Exercise objective
Go through the listing beneath this task and return every line that carries the string "tests".

Input
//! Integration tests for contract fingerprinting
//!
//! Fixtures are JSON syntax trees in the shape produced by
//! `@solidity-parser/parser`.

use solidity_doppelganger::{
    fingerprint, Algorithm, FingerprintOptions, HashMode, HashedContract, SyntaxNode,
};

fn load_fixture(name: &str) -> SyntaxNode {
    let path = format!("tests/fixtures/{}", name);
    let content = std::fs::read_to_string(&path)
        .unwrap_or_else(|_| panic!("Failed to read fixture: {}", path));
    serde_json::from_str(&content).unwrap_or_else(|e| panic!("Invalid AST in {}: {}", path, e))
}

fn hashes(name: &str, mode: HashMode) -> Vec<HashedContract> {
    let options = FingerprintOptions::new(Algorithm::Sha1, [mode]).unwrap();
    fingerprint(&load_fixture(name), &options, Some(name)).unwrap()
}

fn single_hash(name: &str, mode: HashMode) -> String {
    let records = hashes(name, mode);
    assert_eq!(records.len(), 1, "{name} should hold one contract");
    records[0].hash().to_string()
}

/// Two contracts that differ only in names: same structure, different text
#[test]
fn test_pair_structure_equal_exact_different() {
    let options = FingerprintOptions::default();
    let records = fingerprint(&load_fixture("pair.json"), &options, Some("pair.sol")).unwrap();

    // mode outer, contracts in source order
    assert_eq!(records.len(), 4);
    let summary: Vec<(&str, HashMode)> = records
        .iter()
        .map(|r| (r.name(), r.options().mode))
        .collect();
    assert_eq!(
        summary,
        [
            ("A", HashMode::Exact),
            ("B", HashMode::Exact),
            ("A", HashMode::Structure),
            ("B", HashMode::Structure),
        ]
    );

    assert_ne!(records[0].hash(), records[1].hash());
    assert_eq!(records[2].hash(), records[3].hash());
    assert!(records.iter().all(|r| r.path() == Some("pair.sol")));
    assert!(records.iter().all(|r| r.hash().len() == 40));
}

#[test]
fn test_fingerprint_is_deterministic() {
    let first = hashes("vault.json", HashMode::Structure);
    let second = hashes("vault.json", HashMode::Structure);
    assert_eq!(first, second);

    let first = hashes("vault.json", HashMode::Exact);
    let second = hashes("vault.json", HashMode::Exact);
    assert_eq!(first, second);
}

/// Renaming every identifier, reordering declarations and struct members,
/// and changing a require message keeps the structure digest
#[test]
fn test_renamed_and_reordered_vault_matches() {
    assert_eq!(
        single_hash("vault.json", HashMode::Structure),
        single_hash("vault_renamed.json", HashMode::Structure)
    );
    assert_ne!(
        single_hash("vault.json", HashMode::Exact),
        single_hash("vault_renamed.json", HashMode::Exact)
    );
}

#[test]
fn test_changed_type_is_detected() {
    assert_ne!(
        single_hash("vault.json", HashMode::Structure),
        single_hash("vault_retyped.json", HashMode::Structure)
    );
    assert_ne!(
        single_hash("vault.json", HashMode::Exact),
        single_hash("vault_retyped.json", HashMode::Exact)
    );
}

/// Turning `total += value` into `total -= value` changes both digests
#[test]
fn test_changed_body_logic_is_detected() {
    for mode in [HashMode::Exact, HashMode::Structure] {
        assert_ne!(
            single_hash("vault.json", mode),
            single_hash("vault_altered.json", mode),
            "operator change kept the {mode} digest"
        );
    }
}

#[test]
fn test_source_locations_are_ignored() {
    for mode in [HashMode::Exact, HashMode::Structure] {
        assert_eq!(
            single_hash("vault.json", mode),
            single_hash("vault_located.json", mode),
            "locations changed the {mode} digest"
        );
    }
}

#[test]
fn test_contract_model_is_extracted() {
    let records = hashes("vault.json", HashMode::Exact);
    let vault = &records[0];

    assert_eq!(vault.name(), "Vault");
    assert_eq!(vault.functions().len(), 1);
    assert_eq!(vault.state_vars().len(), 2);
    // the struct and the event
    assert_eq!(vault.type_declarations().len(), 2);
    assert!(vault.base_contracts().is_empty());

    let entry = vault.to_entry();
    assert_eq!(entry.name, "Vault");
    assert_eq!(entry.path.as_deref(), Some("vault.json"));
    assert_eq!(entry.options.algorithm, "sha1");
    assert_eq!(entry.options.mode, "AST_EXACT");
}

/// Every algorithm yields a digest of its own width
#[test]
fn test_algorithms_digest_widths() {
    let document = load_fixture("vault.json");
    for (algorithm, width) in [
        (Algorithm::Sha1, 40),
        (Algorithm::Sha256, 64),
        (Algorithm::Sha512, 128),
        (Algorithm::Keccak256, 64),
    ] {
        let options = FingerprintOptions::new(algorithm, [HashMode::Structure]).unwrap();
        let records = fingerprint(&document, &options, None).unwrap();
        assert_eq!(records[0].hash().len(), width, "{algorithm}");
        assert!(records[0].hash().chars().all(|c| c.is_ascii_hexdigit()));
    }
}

Exercise answer
//! Integration tests for contract fingerprinting
    let path = format!("tests/fixtures/{}", name);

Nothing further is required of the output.